3. Il résulte des dispositions précitées de l'article 11 de la loi du 26 juillet 1991 que le bénéfice de l'avantage spécifique d'ancienneté est ouvert aux fonctionnaires de l'Etat et aux militaires de la gendarmerie nationale qui sont affectés pendant une certaine durée, définie par décret, pour exercer leurs fonctions dans des quartiers urbains où se posent des problèmes sociaux et de sécurité particulièrement difficiles. En instituant cet avantage, le législateur a entendu inciter les agents concernés à exercer leurs fonctions dans de tels quartiers. Il suit de là que seuls peuvent bénéficier de cet avantage les agents affectés dans ces quartiers qui y exercent effectivement leurs fonctions à titre principal.

4. Pour rejeter, par la décision litigieuse du 10 janvier 2018, la demande de M. B... tendant à l'octroi de l'avantage spécifique d'ancienneté, l'administration a opposé à l'intéressé le motif tiré de ce que les locaux en cause n'étaient pas implantés dans le périmètre d'une zone urbaine sensible.
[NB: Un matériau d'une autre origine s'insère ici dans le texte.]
// Contao - front-end rendering core for the Contao CMS
// Copyright (C) 2025 Contao Project Contributors
//
// This program is free software: you can redistribute it and/or modify
// it under the terms of the GNU Affero General Public License as
// published by the Free Software Foundation, either version 3 of the
// License, or (at your option) any later version.
//
// This program is distributed in the hope that it will be useful,
// but WITHOUT ANY WARRANTY; without even the implied warranty of
// MERCHANTABILITY or FITNESS FOR A PARTICULAR PURPOSE.  See the
// GNU Affero General Public License for more details.
//
// You should have received a copy of the GNU Affero General Public License
// along with this program.  If not, see <https://www.gnu.org/licenses/>.

use anyhow::Result;
use contao_db::init_database;
use contao_web::{
    configuration::Config, mailer::create_mailer, routes, state::AppState,
    templates::TemplateEngine,
};
use tokio::net::TcpListener;
use tracing::info;
use tracing_subscriber::{layer::SubscriberExt, util::SubscriberInitExt};

#[tokio::main]
async fn main() -> Result<()> {
    // Initialize tracing
    tracing_subscriber::registry()
        .with(
            tracing_subscriber::EnvFilter::try_from_default_env()
                .unwrap_or_else(|_| "contao_web=debug,tower_http=debug".into()),
        )
        .with(tracing_subscriber::fmt::layer())
        .init();

    // Load configuration
    let config = Config::from_env()?;
    info!("Starting Contao front end");

    // Initialize database
    info!("Initializing database: {}", config.database_url);
    let db = init_database(&config.database_url).await?;

    // Initialize templates
    match &config.templates_dir {
        Some(dir) => info!("Loading templates from: {}", dir),
        None => info!("Using built-in templates"),
    }
    let templates = TemplateEngine::new(config.templates_dir.as_deref(), config.development_mode)?;

    let mailer = create_mailer(&config.mail)?;
    if config.preview_token.is_none() {
        info!("Preview mode is disabled (no PREVIEW_TOKEN)");
    }

    // Create application state
    let state = AppState::new(db, templates, config.clone(), mailer);

    // Create router
    let app = routes::create_router(state);

    // Start server
    let listener = TcpListener::bind(&config.bind_addr()).await?;
    info!("Listening on {}", listener.local_addr()?);

    axum::serve(listener, app).await?;

    Ok(())
}
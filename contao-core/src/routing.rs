// Contao - front-end rendering core for the Contao CMS
// Copyright (C) 2025 Contao Project Contributors
//
// This program is free software: you can redistribute it and/or modify
// it under the terms of the GNU Affero General Public License as
// published by the Free Software Foundation, either version 3 of the
// License, or (at your option) any later version.
//
// This program is distributed in the hope that it will be useful,
// but WITHOUT ANY WARRANTY; without even the implied warranty of
// MERCHANTABILITY or FITNESS FOR A PARTICULAR PURPOSE.  See the
// GNU Affero General Public License for more details.
//
// You should have received a copy of the GNU Affero General Public License
// along with this program.  If not, see <https://www.gnu.org/licenses/>.

//! URL generation for pages and articles.

use crate::models::article::Article;
use crate::models::page::Page;

/// Alias that maps to the site root URL.
pub const INDEX_ALIAS: &str = "index";

/// Front-end URL of a page.
///
/// `is_start_page` marks the first regular page of a root, which is served at `/`.
pub fn page_url(page: &Page, url_suffix: &str, is_start_page: bool) -> String {
    if page.is_root() || is_start_page || page.alias == INDEX_ALIAS || page.alias.is_empty() {
        return "/".to_string();
    }
    format!("/{}{}", page.alias, url_suffix)
}

/// URL of a page with an extra path fragment, e.g. `/news/articles/intro.html`.
pub fn page_url_with_params(page: &Page, url_suffix: &str, params: &str) -> String {
    let alias = if page.alias.is_empty() {
        INDEX_ALIAS
    } else {
        page.alias.as_str()
    };
    format!("/{}/{}{}", alias, params.trim_matches('/'), url_suffix)
}

pub fn article_url(page: &Page, article: &Article, url_suffix: &str) -> String {
    page_url_with_params(page, url_suffix, &format!("articles/{}", article.url_key()))
}

/// The page alias and optional article key addressed by a request path.
#[derive(Debug, Clone, PartialEq, Eq)]
pub struct ResolvedPath {
    pub alias: String,
    pub article: Option<String>,
}

/// Split a request path into page alias and article key, removing the suffix.
///
/// Returns `None` for the empty path (the site root) and for paths that
/// do not carry the configured suffix.
pub fn resolve_path(path: &str, url_suffix: &str) -> Option<ResolvedPath> {
    let path = path.trim_start_matches('/');
    if path.is_empty() {
        return None;
    }

    let stripped = if url_suffix.is_empty() {
        path
    } else {
        path.strip_suffix(url_suffix)?
    };
    if stripped.is_empty() {
        return None;
    }

    if let Some((alias, article)) = stripped.split_once("/articles/") {
        if !alias.is_empty() && !article.is_empty() && !article.contains('/') {
            return Some(ResolvedPath {
                alias: alias.to_string(),
                article: Some(article.to_string()),
            });
        }
    }

    Some(ResolvedPath {
        alias: stripped.to_string(),
        article: None,
    })
}

/// Only same-site absolute paths are accepted as redirect targets.
pub fn is_local_url(url: &str) -> bool {
    url.starts_with('/') && !url.starts_with("//") && !url.contains('\\')
}

#[cfg(test)]
mod tests {
    use super::*;
    use pretty_assertions::assert_eq;

    fn page(alias: &str) -> Page {
        let mut page = Page::new_regular(1, "Title".to_string());
        page.alias = alias.to_string();
        page
    }

    #[test]
    fn test_page_url() {
        assert_eq!(page_url(&page("about"), ".html", false), "/about.html");
        assert_eq!(page_url(&page("about/team"), "", false), "/about/team");
        assert_eq!(page_url(&page("index"), ".html", false), "/");
        assert_eq!(page_url(&page("home"), ".html", true), "/");
    }

    #[test]
    fn test_article_url() {
        let mut article = Article::new(1, "Intro Text".to_string());
        article.id = Some(3);
        assert_eq!(
            article_url(&page("news"), &article, ".html"),
            "/news/articles/intro-text.html"
        );
        article.alias = String::new();
        assert_eq!(article_url(&page("news"), &article, ""), "/news/articles/3");
    }

    #[test]
    fn test_resolve_path() {
        assert_eq!(resolve_path("/", ".html"), None);
        assert_eq!(resolve_path("/about", ".html"), None);
        assert_eq!(
            resolve_path("/about.html", ".html"),
            Some(ResolvedPath {
                alias: "about".to_string(),
                article: None
            })
        );
        assert_eq!(
            resolve_path("/news/articles/intro.html", ".html"),
            Some(ResolvedPath {
                alias: "news".to_string(),
                article: Some("intro".to_string())
            })
        );
        assert_eq!(
            resolve_path("/about/team", ""),
            Some(ResolvedPath {
                alias: "about/team".to_string(),
                article: None
            })
        );
    }

    #[test]
    fn test_is_local_url() {
        assert!(is_local_url("/about.html"));
        assert!(!is_local_url("//evil.example"));
        assert!(!is_local_url("https://evil.example"));
        assert!(!is_local_url("/\\evil.example"));
    }
}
M. B... soutient au contraire que ces locaux se situent au sein de la zone urbaine sensible " Saint-Jean " d'Ajaccio.

5. Il est constant que les locaux de la DIRECCTE de Corse au sein desquels M. B... était affecté du 1er mai 2013 au 31 décembre 2014 sont situés sur la parcelle B 315, laquelle se trouve au niveau de l'intersection entre le chemin de Loreto et la rue des Romarins. Selon le plan auquel renvoie l'article 1er du décret du 26 décembre 1996 précité répertorié sous le n° d'ordre 97, et au regard des autres pièces du dossier, la zone urbaine sensible constituée par le quartier Saint-Jean est limitée au sud-ouest par le chemin de Loretto et au sud-est par la rue des Romarins. Ainsi, les locaux de la DIRECCTE sont situés dans le périmètre de la ZUS " Saint-Jean ", ce qui est d'ailleurs attesté le 5 février 2018 par M. Denis Constant, secrétaire général de la direction régionale, des entreprises, de la consommation, du travail et de l'emploi de la Corse. Dès lors, l'intéressé qui a exercé ses fonctions dans un quartier sensible peut prétendre à l'attribution de l'avantage spécifique d'ancienneté pour la période du 1er mai 2013 au 31 décembre 2014.

6. Il résulte de tout ce qui vient d'être dit que M. B... est fondé à soutenir que c'est à tort que l'administration lui a refusé le bénéfice de l'avantage sollicité. Par suite, le jugement attaqué du tribunal administratif de Bastia doit être annulé.

Sur les conclusions à fin d'injonction :

7. Aux termes de l'article L. 911-1 du code de justice administrative : " Lorsque sa décision implique nécessairement qu'une personne morale de droit public ou un organisme de droit privé chargé de la gestion d'un service public prenne une mesure d'exécution dans un sens déterminé, la juridiction, saisie de conclusions en ce sens, prescrit, par la même décision, cette mesure assortie, le cas échéant, d'un délai d'exécution. / La juridiction peut également prescrire d'office cette mesure ".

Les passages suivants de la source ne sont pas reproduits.